Nothing but the records, repeated exactly, should form the response.
(Data extracts begins)
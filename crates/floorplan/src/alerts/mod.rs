//! Derived floor plan alerts: rule evaluation, reconciliation against the alert table, the
//! recurring schedule, and the dealer inbox.

pub mod domain;
pub mod generator;
pub mod inbox;
pub mod notifier;
pub mod router;
pub mod rules;
pub mod schedule;
pub mod store;

#[cfg(test)]
mod tests;

pub use domain::{Alert, AlertDraft, AlertId, AlertScope, AlertSeverity, AlertType, SeverityCounts};
pub use generator::{AlertGenerator, AlertJobError, AlertRunSummary, CycleSummary};
pub use inbox::{AlertInbox, InboxError};
pub use notifier::{AlertNotifier, LogNotifier, NotificationDispatcher, NotifyError};
pub use router::{alert_router, AlertRoutes, TriggerSettings};
pub use schedule::{spawn_alert_schedule, AlertSchedule};
pub use store::AlertStore;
(Data extracts ends)
Answer box —
filename crates/floorplan/src/alerts/mod.rs
//! Derived floor plan alerts: rule evaluation, reconciliation against the alert table, the
//! recurring schedule, and the dealer inbox.

pub mod domain;
pub mod generator;
pub mod inbox;
pub mod notifier;
pub mod router;
pub mod rules;
pub mod schedule;
pub mod store;

#[cfg(test)]
mod tests;

pub use domain::{Alert, AlertDraft, AlertId, AlertScope, AlertSeverity, AlertType, SeverityCounts};
pub use generator::{AlertGenerator, AlertJobError, AlertRunSummary, CycleSummary};
pub use inbox::{AlertInbox, InboxError};
pub use notifier::{AlertNotifier, LogNotifier, NotificationDispatcher, NotifyError};
pub use router::{alert_router, AlertRoutes, TriggerSettings};
pub use schedule::{spawn_alert_schedule, AlertSchedule};
pub use store::AlertStore;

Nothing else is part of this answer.